Aim of the task
Scan the data below for lines holding the word "SkillRepresentation", and copy each line found.

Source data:
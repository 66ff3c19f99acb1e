//! Procedural memory
//!
//! Reusable skills: a policy blob, a representation (text embedded on
//! ingest, or a ready vector of the deployment dimension), and free-form
//! metadata. Lookup is by vector similarity or exact-match metadata
//! conjunction.

use std::sync::Arc;

use serde_json::{Map, Value};
use tracing::debug;

use crate::embedder::Embedder;
use crate::error::{FieldError, MemoryError, Result};
use crate::metrics::RetrievalMetrics;
use crate::provenance::ProvenanceStore;
use crate::retry::{with_backoff, RetryPolicy};
use crate::store::{
    KeyValueStore, VectorRecord, VectorStore, SKILLS_COLLECTION, SKILL_POLICY_NAMESPACE,
};
use crate::types::{
    fresh_id, metadata_matches, now_ts, MemoryType, Provenance, QueryInput, Skill, SkillDraft,
    SkillRepresentation,
};

pub struct ProceduralMemory {
    vectors: Arc<dyn VectorStore>,
    kv: Arc<dyn KeyValueStore>,
    embedder: Arc<dyn Embedder>,
    provenance: Arc<ProvenanceStore>,
    metrics: Arc<RetrievalMetrics>,
    retry: RetryPolicy,
}

impl ProceduralMemory {
    pub fn new(
        vectors: Arc<dyn VectorStore>,
        kv: Arc<dyn KeyValueStore>,
        embedder: Arc<dyn Embedder>,
        provenance: Arc<ProvenanceStore>,
        metrics: Arc<RetrievalMetrics>,
        retry: RetryPolicy,
    ) -> Self {
        Self {
            vectors,
            kv,
            embedder,
            provenance,
            metrics,
            retry,
        }
    }

    /// Persist one skill; returns its fresh id
    pub async fn store(&self, draft: SkillDraft, provenance: Provenance) -> Result<String> {
        let embedding = match &draft.skill_representation {
            SkillRepresentation::Text(text) => {
                if text.trim().is_empty() {
                    return Err(MemoryError::validation_fields(
                        "invalid skill",
                        vec![FieldError::new("skill_representation", "must not be empty")],
                    ));
                }
                self.embedder.embed(text).await?
            }
            SkillRepresentation::Vector(vector) => {
                if vector.len() != self.embedder.dimensions() {
                    return Err(MemoryError::validation_fields(
                        "invalid skill",
                        vec![FieldError::new(
                            "skill_representation",
                            format!(
                                "dimension {} does not match deployment dimension {}",
                                vector.len(),
                                self.embedder.dimensions()
                            ),
                        )],
                    ));
                }
                vector.clone()
            }
        };

        let id = fresh_id();
        let skill = Skill {
            id: id.clone(),
            skill_policy: draft.skill_policy,
            skill_representation: draft.skill_representation,
            skill_metadata: draft.skill_metadata,
            embedding: embedding.clone(),
            created_at: now_ts(),
            provenance: provenance.clone(),
        };

        // Policies are kept binary-safe in the key-value store; the vector
        // payload carries the full skill so queries need no second hop.
        self.kv
            .put(
                SKILL_POLICY_NAMESPACE,
                &id,
                serde_json::to_vec(&skill.skill_policy)?,
            )
            .await?;

        let stored = VectorRecord {
            id: id.clone(),
            vector: embedding,
            payload: serde_json::to_value(&skill)?,
        };
        with_backoff(self.retry, "skills.upsert", || {
            let stored = stored.clone();
            async move { self.vectors.upsert(SKILLS_COLLECTION, stored).await }
        })
        .await?;

        self.provenance
            .record(MemoryType::Procedural, &id, &provenance)
            .await?;
        debug!(id, "skill stored");
        Ok(id)
    }

    /// Skills by similarity to a text or vector query; a metadata mapping
    /// routes to [`Self::metadata_query`]
    pub async fn vector_query(&self, query: &QueryInput, limit: usize) -> Result<Vec<Skill>> {
        let vector = match query {
            QueryInput::Text { text } => self.embedder.embed(text).await?,
            QueryInput::Vector { vector } => {
                if vector.len() != self.embedder.dimensions() {
                    return Err(MemoryError::validation_fields(
                        "invalid query vector",
                        vec![FieldError::new(
                            "query.vector",
                            format!(
                                "dimension {} does not match deployment dimension {}",
                                vector.len(),
                                self.embedder.dimensions()
                            ),
                        )],
                    ));
                }
                vector.clone()
            }
            QueryInput::Metadata(filter) => return self.metadata_query(filter, limit).await,
        };

        let vector = vector.as_slice();
        let hits = with_backoff(self.retry, "skills.query", || async move {
            self.vectors.query(SKILLS_COLLECTION, vector, limit).await
        })
        .await?;

        let mut skills: Vec<(f32, Skill)> = hits
            .into_iter()
            .map(|hit| {
                let skill: Skill = serde_json::from_value(hit.payload)?;
                Ok((hit.score, skill))
            })
            .collect::<Result<_>>()?;
        // Cosine desc, ties by newest creation
        skills.sort_by(|(sim_a, a), (sim_b, b)| {
            sim_b
                .total_cmp(sim_a)
                .then(b.created_at.total_cmp(&a.created_at))
        });

        let results: Vec<Skill> = skills.into_iter().take(limit).map(|(_, s)| s).collect();
        self.metrics
            .record_retrieval(MemoryType::Procedural, !results.is_empty());
        Ok(results)
    }

    /// Skills whose metadata satisfies every `key = value` pair; unknown or
    /// missing keys match nothing
    pub async fn metadata_query(
        &self,
        filter: &Map<String, Value>,
        limit: usize,
    ) -> Result<Vec<Skill>> {
        let records = with_backoff(self.retry, "skills.scan", || async move {
            self.vectors.scan(SKILLS_COLLECTION).await
        })
        .await?;

        let mut skills: Vec<Skill> = records
            .into_iter()
            .map(|r| serde_json::from_value::<Skill>(r.payload).map_err(Into::into))
            .collect::<Result<Vec<_>>>()?
            .into_iter()
            .filter(|s| metadata_matches(filter, &Value::Object(s.skill_metadata.clone())))
            .collect();
        skills.sort_by(|a, b| b.created_at.total_cmp(&a.created_at));
        skills.truncate(limit);

        self.metrics
            .record_retrieval(MemoryType::Procedural, !skills.is_empty());
        Ok(skills)
    }
}
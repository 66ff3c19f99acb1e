//! `/memory` and `/forget`

use axum::body::Bytes;
use axum::extract::{Query, State};
use axum::http::HeaderMap;
use axum::response::Json;
use engram_core::types::validate_limit;
use engram_core::{ForgetRequest, MemoryType, QueryInput, TriplePattern};
use serde::Deserialize;
use serde_json::{json, Value};

use super::{body_value, from_value, provenance_from};
use crate::auth::{authorize, Access};
use crate::error::{ApiError, ApiResult};
use crate::state::AppState;

#[derive(Debug, Deserialize)]
#[serde(deny_unknown_fields)]
struct PostMemoryRequest {
    record: Value,
    #[serde(default)]
    memory_type: Option<String>,
    #[serde(default)]
    source: Option<String>,
    #[serde(default)]
    parent_ids: Option<Vec<String>>,
}

/// POST /memory — consolidate one episodic record
pub async fn post_memory(
    State(state): State<AppState>,
    headers: HeaderMap,
    body: Bytes,
) -> ApiResult<Json<Value>> {
    authorize(&headers, "/memory", Access::Edit)?;
    let body = body_value(&body)?;
    let request: PostMemoryRequest = from_value(body, "request")?;

    let memory_type = request.memory_type.as_deref().unwrap_or("episodic");
    if memory_type != "episodic" {
        return Err(ApiError::validation(
            "POST /memory consolidates episodic records",
            json!({ "fields": [{
                "field": "memory_type",
                "message": format!("`{memory_type}` has its own consolidation endpoint"),
            }] }),
        ));
    }

    let draft = from_value(request.record, "record")?;
    let provenance = provenance_from(request.source, request.parent_ids);
    let id = state.ltm.episodic.consolidate(draft, provenance).await?;
    Ok(Json(json!({ "id": id })))
}

#[derive(Debug, Deserialize)]
pub struct GetMemoryParams {
    #[serde(default)]
    memory_type: Option<String>,
    #[serde(default)]
    limit: Option<i64>,
}

#[derive(Debug, Deserialize)]
#[serde(deny_unknown_fields)]
struct GetMemoryBody {
    #[serde(default)]
    query: Option<Value>,
    /// Deprecated alias of `query`
    #[serde(default)]
    task_context: Option<Value>,
}

/// GET /memory — retrieve from episodic, semantic, procedural, or evaluator
/// memory; the query travels in the body
pub async fn get_memory(
    State(state): State<AppState>,
    headers: HeaderMap,
    Query(params): Query<GetMemoryParams>,
    body: Bytes,
) -> ApiResult<Json<Value>> {
    authorize(&headers, "/memory", Access::View)?;

    let limit = validate_limit(params.limit)?;
    let memory_type = match &params.memory_type {
        None => MemoryType::Episodic,
        Some(raw) => MemoryType::parse_name(raw).ok_or_else(|| {
            ApiError::validation(
                "unknown memory_type",
                json!({ "fields": [{ "field": "memory_type", "message": format!("`{raw}` is not a memory type") }] }),
            )
        })?,
    };

    let parsed: GetMemoryBody = from_value(body_value(&body)?, "query")?;
    let query = parsed.query.or(parsed.task_context).ok_or_else(|| {
        ApiError::validation(
            "missing query",
            json!({ "fields": [{ "field": "query", "message": "supply `query` (or the deprecated `task_context`)" }] }),
        )
    })?;

    let results = match memory_type {
        MemoryType::Episodic => {
            let query = QueryInput::from_value(query)?;
            serde_json::to_value(state.ltm.episodic.retrieve(&query, limit).await?)
        }
        MemoryType::Semantic => {
            let QueryInput::Metadata(map) = QueryInput::from_value(query)? else {
                return Err(ApiError::validation(
                    "semantic queries are triple patterns",
                    json!({ "fields": [{ "field": "query", "message": "supply a mapping over subject/predicate/object" }] }),
                ));
            };
            let pattern = TriplePattern::from_metadata(&map)?;
            serde_json::to_value(state.ltm.semantic.retrieve(&pattern, limit).await?)
        }
        MemoryType::Procedural => {
            let query = QueryInput::from_value(query)?;
            serde_json::to_value(state.ltm.procedural.vector_query(&query, limit).await?)
        }
        MemoryType::Evaluator => {
            serde_json::to_value(state.ltm.evaluator.retrieve(&query, limit).await?)
        }
        MemoryType::Temporal => {
            return Err(ApiError::validation(
                "temporal memory is served by its own endpoints",
                json!({ "fields": [{ "field": "memory_type", "message": "use /spatial_query or /temporal_snapshot" }] }),
            ));
        }
    }
    .map_err(engram_core::MemoryError::from)?;

    Ok(Json(json!({ "results": results })))
}

/// DELETE /forget — remove episodic records matching the predicate
pub async fn delete_forget(
    State(state): State<AppState>,
    headers: HeaderMap,
    body: Bytes,
) -> ApiResult<Json<Value>> {
    authorize(&headers, "/forget", Access::Edit)?;
    let body = body_value(&body)?;
    let request: ForgetRequest = from_value(body, "predicate")?;
    let predicate = request.into_predicate()?;
    let removed = state.ltm.episodic.forget(&predicate).await?;
    Ok(Json(json!({ "removed": removed })))
}
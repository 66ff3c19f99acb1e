//! Background forgetting ticker
//!
//! Drives the forgetting engine on a fixed interval. A tick that overlaps a
//! running pass is skipped by the engine itself; a tick that fails is logged
//! and the next one is expected to recover. Client requests are never
//! affected.

use std::sync::Arc;
use std::time::Duration;

use engram_core::ForgettingEngine;
use tokio::task::JoinHandle;
use tracing::{error, info};

pub fn spawn_forgetting_ticker(
    engine: Arc<ForgettingEngine>,
    interval: Duration,
) -> JoinHandle<()> {
    info!(interval_s = interval.as_secs(), "forgetting ticker started");
    tokio::spawn(async move {
        let mut ticker = tokio::time::interval(interval);
        ticker.set_missed_tick_behavior(tokio::time::MissedTickBehavior::Delay);
        // The first tick fires immediately; skip it so startup stays cheap
        ticker.tick().await;
        loop {
            ticker.tick().await;
            match engine.run_tick().await {
                Ok(Some(_report)) => {}
                Ok(None) => {}
                Err(e) => error!(error = %e, "forgetting pass failed; next tick will retry"),
            }
        }
    })
}
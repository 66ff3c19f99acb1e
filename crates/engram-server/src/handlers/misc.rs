//! `/provenance`, `/stats`, `/health`

use axum::extract::{Path, State};
use axum::http::HeaderMap;
use axum::response::Json;
use engram_core::MemoryType;
use serde_json::{json, Value};

use crate::auth::{authorize, Access};
use crate::error::{ApiError, ApiResult};
use crate::state::AppState;

/// GET /provenance/{memory_type}/{record_id}
pub async fn get_provenance(
    State(state): State<AppState>,
    headers: HeaderMap,
    Path((memory_type, record_id)): Path<(String, String)>,
) -> ApiResult<Json<Value>> {
    authorize(&headers, "/provenance", Access::View)?;

    let memory_type = MemoryType::parse_name(&memory_type).ok_or_else(|| {
        ApiError::validation(
            "unknown memory_type",
            json!({ "fields": [{ "field": "memory_type", "message": format!("`{memory_type}` is not a memory type") }] }),
        )
    })?;
    let provenance = state.ltm.provenance.get(memory_type, &record_id).await?;
    Ok(Json(serde_json::to_value(provenance).map_err(engram_core::MemoryError::from)?))
}

/// GET /stats — retrieval counters per memory type
pub async fn get_stats(
    State(state): State<AppState>,
    headers: HeaderMap,
) -> ApiResult<Json<Value>> {
    authorize(&headers, "/stats", Access::View)?;

    let snapshot = state.ltm.metrics.snapshot();
    Ok(Json(json!({
        "retrievals": snapshot,
        "uptime_seconds": state.started_at.elapsed().as_secs(),
    })))
}

/// GET /health
pub async fn get_health(
    State(state): State<AppState>,
    headers: HeaderMap,
) -> ApiResult<Json<Value>> {
    authorize(&headers, "/health", Access::View)?;

    Ok(Json(json!({
        "status": "ok",
        "version": engram_core::VERSION,
        "uptime_seconds": state.started_at.elapsed().as_secs(),
    })))
}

Completed task
    SkillRepresentation,
            SkillRepresentation::Text(text) => {
            SkillRepresentation::Vector(vector) => {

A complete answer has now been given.